* **Stored data**
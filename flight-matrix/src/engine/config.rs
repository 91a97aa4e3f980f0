//! Search configuration for the shopping engine.
//!
//! Every tunable ceiling and percentage the search loop consults lives in
//! one struct, resolved once at driver construction and never re-read
//! mid-loop.

use chrono::Duration;
use rust_decimal::Decimal;
use serde::{Deserialize, Serialize};

/// Configuration parameters for the solution search.
#[derive(Debug, Clone, Serialize, Deserialize)]
pub struct SearchConfig {
    /// Budget for the estimate matrix (number of neighbor entries).
    pub estimated_options: usize,

    /// Maximum flight combinations a normal worker may try without success
    /// before the search is truncated.
    pub max_flights_for_rule_validation: u32,

    /// Combination ceiling for workers searching beyond normal diversity.
    pub max_flights_beyond: u32,

    /// Combination ceiling for workers generating custom-pinned combinations.
    pub max_custom_tries: u32,

    /// Maximum fare-path revalidations a worker may perform.
    pub max_fare_paths: u32,

    /// Ceilings shrink by this divisor once the deadline policy says hurry.
    pub hurry_divisor: u32,

    /// Iterations between cooperative deadline polls.
    pub deadline_poll_interval: u64,

    /// Solutions wanted per date pair in alternate-date mode.
    pub solutions_per_date_pair: u32,

    /// Maximum admitted combinations containing a long connection.
    pub max_long_connection_solutions: u32,

    /// Minimum custom-pinned solutions a custom worker aims for.
    pub min_custom_solutions: u32,

    /// Maximum custom-pinned solutions admitted overall.
    pub max_custom_solutions: u32,

    /// First K solutions are admitted without carrier diversification;
    /// beyond K a combination must introduce a carrier not yet seen.
    pub carrier_diversity_threshold: u32,

    /// Maximum admitted solutions sharing one fare combination signature.
    pub max_repeat_fare_combinations: u32,

    /// Admitted combinations whose estimate family is smaller than this
    /// are pruned as not worth keeping.
    pub min_family_size: usize,

    /// Two options are travel-time neighbors when the shorter's elapsed
    /// time is at least this percentage of the longer's.
    pub travel_time_similarity_pct: u32,

    /// A date pair's solution is an outlier when it costs more than the
    /// pair's cheapest total times this factor.
    pub price_jump_factor: Decimal,

    /// Price-jump factor applied to mirror ("snowman") combinations.
    pub snowman_price_jump_factor: Decimal,

    /// Minimum ground time for a connection (minutes).
    /// Combinations with tighter connections are rejected.
    pub min_connection_mins: i64,

    /// Reject combinations whose options carry the carrier-restriction flag.
    pub restrict_flagged_carriers: bool,

    /// Maximum entries in the fare-path revalidation result cache.
    pub revalidation_cache_size: u64,
}

impl SearchConfig {
    /// Returns the minimum connection time as a Duration.
    pub fn min_connection(&self) -> Duration {
        Duration::minutes(self.min_connection_mins)
    }

    /// Returns the combination ceiling for a worker, hurry-adjusted.
    pub fn combination_ceiling(&self, kind: SearchKind, hurry: bool) -> u32 {
        let ceiling = match kind {
            SearchKind::Normal => self.max_flights_for_rule_validation,
            SearchKind::Beyond => self.max_flights_beyond,
            SearchKind::Custom => self.max_custom_tries,
        };
        if hurry {
            (ceiling / self.hurry_divisor).max(1)
        } else {
            ceiling
        }
    }

    /// Returns the fare-path ceiling, hurry-adjusted.
    pub fn fare_path_ceiling(&self, hurry: bool) -> u32 {
        if hurry {
            (self.max_fare_paths / self.hurry_divisor).max(1)
        } else {
            self.max_fare_paths
        }
    }
}

impl Default for SearchConfig {
    fn default() -> Self {
        Self {
            estimated_options: 300,
            max_flights_for_rule_validation: 800,
            max_flights_beyond: 200,
            max_custom_tries: 400,
            max_fare_paths: 1500,
            hurry_divisor: 4,
            deadline_poll_interval: 64,
            solutions_per_date_pair: 4,
            max_long_connection_solutions: 2,
            min_custom_solutions: 1,
            max_custom_solutions: 6,
            carrier_diversity_threshold: 10,
            max_repeat_fare_combinations: 3,
            min_family_size: 1,
            travel_time_similarity_pct: 85,
            price_jump_factor: Decimal::TWO,
            snowman_price_jump_factor: Decimal::new(25, 1), // 2.5
            min_connection_mins: 45,
            restrict_flagged_carriers: false,
            revalidation_cache_size: 10_000,
        }
    }
}

/// What a worker is searching for; picks the combination ceiling.
#[derive(Debug, Clone, Copy, PartialEq, Eq, Serialize, Deserialize)]
pub enum SearchKind {
    /// The ordinary shopping pass.
    Normal,

    /// Searching beyond normal diversity requirements.
    Beyond,

    /// Generating requester-pinned custom combinations.
    Custom,
}

#[cfg(test)]
mod tests {
    use super::*;

    #[test]
    fn default_config() {
        let config = SearchConfig::default();

        assert_eq!(config.max_flights_for_rule_validation, 800);
        assert_eq!(config.max_fare_paths, 1500);
        assert_eq!(config.solutions_per_date_pair, 4);
        assert_eq!(config.max_long_connection_solutions, 2);
        assert_eq!(config.carrier_diversity_threshold, 10);
        assert_eq!(config.price_jump_factor, Decimal::TWO);
        assert_eq!(config.min_connection_mins, 45);
    }

    #[test]
    fn duration_methods() {
        let config = SearchConfig::default();
        assert_eq!(config.min_connection(), Duration::minutes(45));
    }

    #[test]
    fn ceilings_per_kind() {
        let config = SearchConfig::default();

        assert_eq!(config.combination_ceiling(SearchKind::Normal, false), 800);
        assert_eq!(config.combination_ceiling(SearchKind::Beyond, false), 200);
        assert_eq!(config.combination_ceiling(SearchKind::Custom, false), 400);
    }

    #[test]
    fn hurry_shrinks_ceilings() {
        let config = SearchConfig::default();

        assert_eq!(config.combination_ceiling(SearchKind::Normal, true), 200);
        assert_eq!(config.fare_path_ceiling(true), 375);

        // Never shrinks to zero
        let tiny = SearchConfig {
            max_flights_for_rule_validation: 2,
            hurry_divisor: 8,
            ..SearchConfig::default()
        };
        assert_eq!(tiny.combination_ceiling(SearchKind::Normal, true), 1);
    }

    #[test]
    fn config_round_trips_through_serde() {
        let config = SearchConfig::default();
        let json = serde_json::to_string(&config).unwrap();
        let back: SearchConfig = serde_json::from_str(&json).unwrap();
        assert_eq!(back.max_fare_paths, config.max_fare_paths);
        assert_eq!(back.price_jump_factor, config.price_jump_factor);
    }
}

* **WORK REQUEST**
Go through the entries above, and wherever a line holds the word "when", copy that line.

* **EXPECTED OUTPUT**
    /// Two options are travel-time neighbors when the shorter's elapsed
    /// A date pair's solution is an outlier when it costs more than the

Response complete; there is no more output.